(Stored items)
▶
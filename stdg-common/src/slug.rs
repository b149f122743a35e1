//! Slug derivation
//!
//! A slug is the public lookup key of an article. It is derived from the title
//! once, at creation time (or when the title changes), and must be unique in the
//! `articles` table. Collisions are resolved by the caller with
//! [`with_random_suffix`]; nothing here touches the database.

use rand::Rng;

/// Length of the random collision suffix
pub const SUFFIX_LEN: usize = 8;

/// Slug used when a title contains no usable characters
pub const EMPTY_TITLE_SLUG: &str = "post";

const SUFFIX_ALPHABET: &[u8] = b"abcdefghijklmnopqrstuvwxyz0123456789";

/// Path segments under `/api/blog/` that belong to fixed routes
///
/// An article with one of these slugs could never be fetched by slug, so the
/// storage layer treats them as already taken.
pub const RESERVED_SLUGS: [&str; 6] = [
    "stats",
    "categories",
    "generate",
    "bulk-generate",
    "update-content",
    "auto-publish",
];

/// Derive a slug from a title.
///
/// Splits the title on whitespace, drops punctuation inside each word,
/// transliterates what is left to lower-case ASCII and joins the words with
/// hyphens. Runs of hyphens collapse to one and leading/trailing hyphens are
/// trimmed, so applying `slugify` to its own output is a no-op.
///
/// # Examples
/// ```
/// use stdg_common::slug::slugify;
///
/// assert_eq!(
///     slugify("Best CRM Software for Small Business 2025"),
///     "best-crm-software-for-small-business-2025"
/// );
/// assert_eq!(slugify("Pros & Cons: HubSpot"), "pros-cons-hubspot");
/// assert_eq!(slugify("Ünïcödé Tools Guide"), "unicode-tools-guide");
/// ```
pub fn slugify(title: &str) -> String {
    let slug = title
        .split_whitespace()
        .map(|word| {
            let kept: String = word
                .chars()
                .filter(|c| c.is_alphanumeric() || *c == '-')
                .collect();
            ::slug::slugify(kept)
        })
        .filter(|word| !word.is_empty())
        .collect::<Vec<_>>()
        .join("-");

    if slug.is_empty() {
        EMPTY_TITLE_SLUG.to_string()
    } else {
        slug
    }
}

/// Whether `slug` collides with a fixed route
pub fn is_reserved(slug: &str) -> bool {
    RESERVED_SLUGS.contains(&slug)
}

/// Generate a random lowercase alphanumeric suffix of [`SUFFIX_LEN`] characters
pub fn random_suffix() -> String {
    let mut rng = rand::thread_rng();
    (0..SUFFIX_LEN)
        .map(|_| SUFFIX_ALPHABET[rng.gen_range(0..SUFFIX_ALPHABET.len())] as char)
        .collect()
}

/// Append a fresh random suffix to a base slug (`base-xxxxxxxx`)
pub fn with_random_suffix(base: &str) -> String {
    format!("{}-{}", base, random_suffix())
}

/// True when `s` only contains characters allowed in a slug
pub fn is_valid_slug(s: &str) -> bool {
    !s.is_empty()
        && s
            .chars()
            .all(|c| c.is_ascii_lowercase() || c.is_ascii_digit() || c == '-')
}

#[cfg(test)]
mod tests {
    use super::*;

    #[test]
    fn test_basic_title() {
        assert_eq!(
            slugify("Top Project Management Tools Comparison"),
            "top-project-management-tools-comparison"
        );
    }

    #[test]
    fn test_punctuation_is_stripped() {
        assert_eq!(slugify("What's new in Notion? (2025)"), "whats-new-in-notion-2025");
        assert_eq!(slugify("E-commerce Platform Showdown"), "e-commerce-platform-showdown");
    }

    #[test]
    fn test_whitespace_runs_collapse() {
        assert_eq!(slugify("  CRM \t tools\n 101  "), "crm-tools-101");
        assert_eq!(slugify("A -- B"), "a-b");
    }

    #[test]
    fn test_idempotent_on_own_output() {
        let titles = [
            "Best CRM Software for Small Business 2025",
            "Pros & Cons: HubSpot vs. Salesforce!",
            "   leading and trailing   ",
            "Ünïcödé Tools Guide",
            "---",
            "",
        ];
        for title in titles {
            let once = slugify(title);
            assert_eq!(slugify(&once), once, "not idempotent for {:?}", title);
        }
    }

    #[test]
    fn test_output_charset() {
        let titles = ["Ünïcödé Tools Guide", "100% Free!!! #1 Tool", "日本語 title", "a_b.c/d"];
        for title in titles {
            let slug = slugify(title);
            assert!(is_valid_slug(&slug), "invalid slug {:?} from {:?}", slug, title);
        }
    }

    #[test]
    fn test_non_ascii_letters_are_transliterated() {
        assert_eq!(slugify("Ünïcödé Tools Guide"), "unicode-tools-guide");
        assert_eq!(slugify("Café Software Review"), "cafe-software-review");
    }

    #[test]
    fn test_reserved_slugs() {
        assert!(is_reserved("stats"));
        assert!(is_reserved(&slugify("Categories")));
        assert!(!is_reserved("stats-tools"));
        for reserved in RESERVED_SLUGS {
            assert!(is_valid_slug(reserved));
        }
    }

    #[test]
    fn test_empty_title_gets_placeholder() {
        assert_eq!(slugify(""), EMPTY_TITLE_SLUG);
        assert_eq!(slugify("!!!"), EMPTY_TITLE_SLUG);
    }

    #[test]
    fn test_random_suffix_shape() {
        let suffix = random_suffix();
        assert_eq!(suffix.len(), SUFFIX_LEN);
        assert!(is_valid_slug(&suffix));
    }

    #[test]
    fn test_with_random_suffix_keeps_base() {
        let slug = with_random_suffix("crm-tools");
        assert!(slug.starts_with("crm-tools-"));
        assert_eq!(slug.len(), "crm-tools-".len() + SUFFIX_LEN);
        assert!(is_valid_slug(&slug));
        assert_eq!(slugify(&slug), slug);
    }
}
◀
● **WORK ORDER**: Your task is to write out, exactly, the line that holds "for reserved in" and every line after it until the records end.

● **RESULT OF THE TASK**:
        for reserved in RESERVED_SLUGS {
            assert!(is_valid_slug(reserved));
        }
    }

    #[test]
    fn test_empty_title_gets_placeholder() {
        assert_eq!(slugify(""), EMPTY_TITLE_SLUG);
        assert_eq!(slugify("!!!"), EMPTY_TITLE_SLUG);
    }

    #[test]
    fn test_random_suffix_shape() {
        let suffix = random_suffix();
        assert_eq!(suffix.len(), SUFFIX_LEN);
        assert!(is_valid_slug(&suffix));
    }

    #[test]
    fn test_with_random_suffix_keeps_base() {
        let slug = with_random_suffix("crm-tools");
        assert!(slug.starts_with("crm-tools-"));
        assert_eq!(slug.len(), "crm-tools-".len() + SUFFIX_LEN);
        assert!(is_valid_slug(&slug));
        assert_eq!(slugify(&slug), slug);
    }
}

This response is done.